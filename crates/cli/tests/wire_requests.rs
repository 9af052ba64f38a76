//! The raw wire surface through `ikv request`.

use assert_cmd::Command;
use predicates::prelude::*;
use tempfile::TempDir;

fn ikv(base: &TempDir) -> Command {
    let mut cmd = Command::cargo_bin("ikv").unwrap();
    cmd.arg("--base-path").arg(base.path());
    cmd
}

#[test]
fn wire_create_and_read_note() {
    let base = TempDir::new().unwrap();

    ikv(&base)
        .arg("request")
        .arg(r#"{"command":"create_note","vault":"Notes","title":"Todo","content":"Buy milk"}"#)
        .assert()
        .success()
        .stdout(predicate::str::contains("null"));

    ikv(&base)
        .arg("request")
        .arg(r#"{"command":"read_note","vault":"Notes","title":"Todo"}"#)
        .assert()
        .success()
        .stdout(predicate::str::contains("Buy milk"));
}

#[test]
fn wire_error_is_structured() {
    let base = TempDir::new().unwrap();

    ikv(&base)
        .arg("request")
        .arg(r#"{"command":"read_note","vault":"Notes","title":"Ghost"}"#)
        .assert()
        .failure()
        .stderr(predicate::str::contains("\"NotFound\""));
}

#[test]
fn wire_markup_commands() {
    let base = TempDir::new().unwrap();

    ikv(&base)
        .arg("request")
        .arg(r##"{"command":"parse_markdown_content","content":"# Title"}"##)
        .assert()
        .success()
        .stdout(predicate::str::contains("<h1>Title</h1>"));

    ikv(&base)
        .arg("request")
        .arg(r##"{"command":"extract_plain_text","content":"# Title\nBody"}"##)
        .assert()
        .success()
        .stdout(predicate::str::contains("Title\\nBody"));
}

#[test]
fn wire_unknown_command_rejected() {
    let base = TempDir::new().unwrap();

    ikv(&base)
        .arg("request")
        .arg(r#"{"command":"self_destruct"}"#)
        .assert()
        .failure();
}
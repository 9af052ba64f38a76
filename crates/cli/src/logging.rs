use std::fs::File;
use std::sync::Mutex;

use inkvault_core::config::LoggingConfig;
use tracing_subscriber::filter::{EnvFilter, LevelFilter};
use tracing_subscriber::fmt;
use tracing_subscriber::prelude::*;

static LOG_GUARD: Mutex<Option<tracing_appender::non_blocking::WorkerGuard>> =
    Mutex::new(None);

pub fn init(cfg: &LoggingConfig) {
    let stderr_level = parse_level(&cfg.level).unwrap_or(LevelFilter::INFO);

    let stderr_filter =
        EnvFilter::builder().with_default_directive(stderr_level.into()).from_env_lossy();

    let stderr_layer = fmt::layer()
        .with_writer(std::io::stderr)
        .with_ansi(true)
        .with_target(false)
        .with_filter(stderr_filter);

    let registry = tracing_subscriber::registry().with(stderr_layer);

    if let Some(ref path) = cfg.file {
        let file_level_str = cfg.file_level.as_deref().unwrap_or(&cfg.level);
        let file_level = parse_level(file_level_str).unwrap_or(LevelFilter::DEBUG);

        let file_filter = EnvFilter::builder()
            .with_default_directive(file_level.into())
            .from_env_lossy();

        let file = File::create(path).unwrap_or_else(|e| {
            eprintln!("Failed to create log file {}: {}", path.display(), e);
            std::process::exit(1);
        });

        let (non_blocking, guard) = tracing_appender::non_blocking(file);

        // Keep the worker guard alive for the process lifetime
        if let Ok(mut g) = LOG_GUARD.lock() {
            *g = Some(guard);
        }

        let file_layer = fmt::layer()
            .with_writer(non_blocking)
            .with_ansi(false)
            .with_file(true)
            .with_line_number(true)
            .with_filter(file_filter);

        registry.with(file_layer).init();
    } else {
        registry.init();
    }
}

fn parse_level(s: &str) -> Option<LevelFilter> {
    match s.to_lowercase().as_str() {
        "error" => Some(LevelFilter::ERROR),
        "warn" => Some(LevelFilter::WARN),
        "info" => Some(LevelFilter::INFO),
        "debug" => Some(LevelFilter::DEBUG),
        "trace" => Some(LevelFilter::TRACE),
        _ => None,
    }
}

◆ **TRY IT**: Search the preceding listing for "milk" and extract every line where it is found.

◆ **ANSWER SECTION**:
        .arg(r#"{"command":"create_note","vault":"Notes","title":"Todo","content":"Buy milk"}"#)
        .stdout(predicate::str::contains("Buy milk"));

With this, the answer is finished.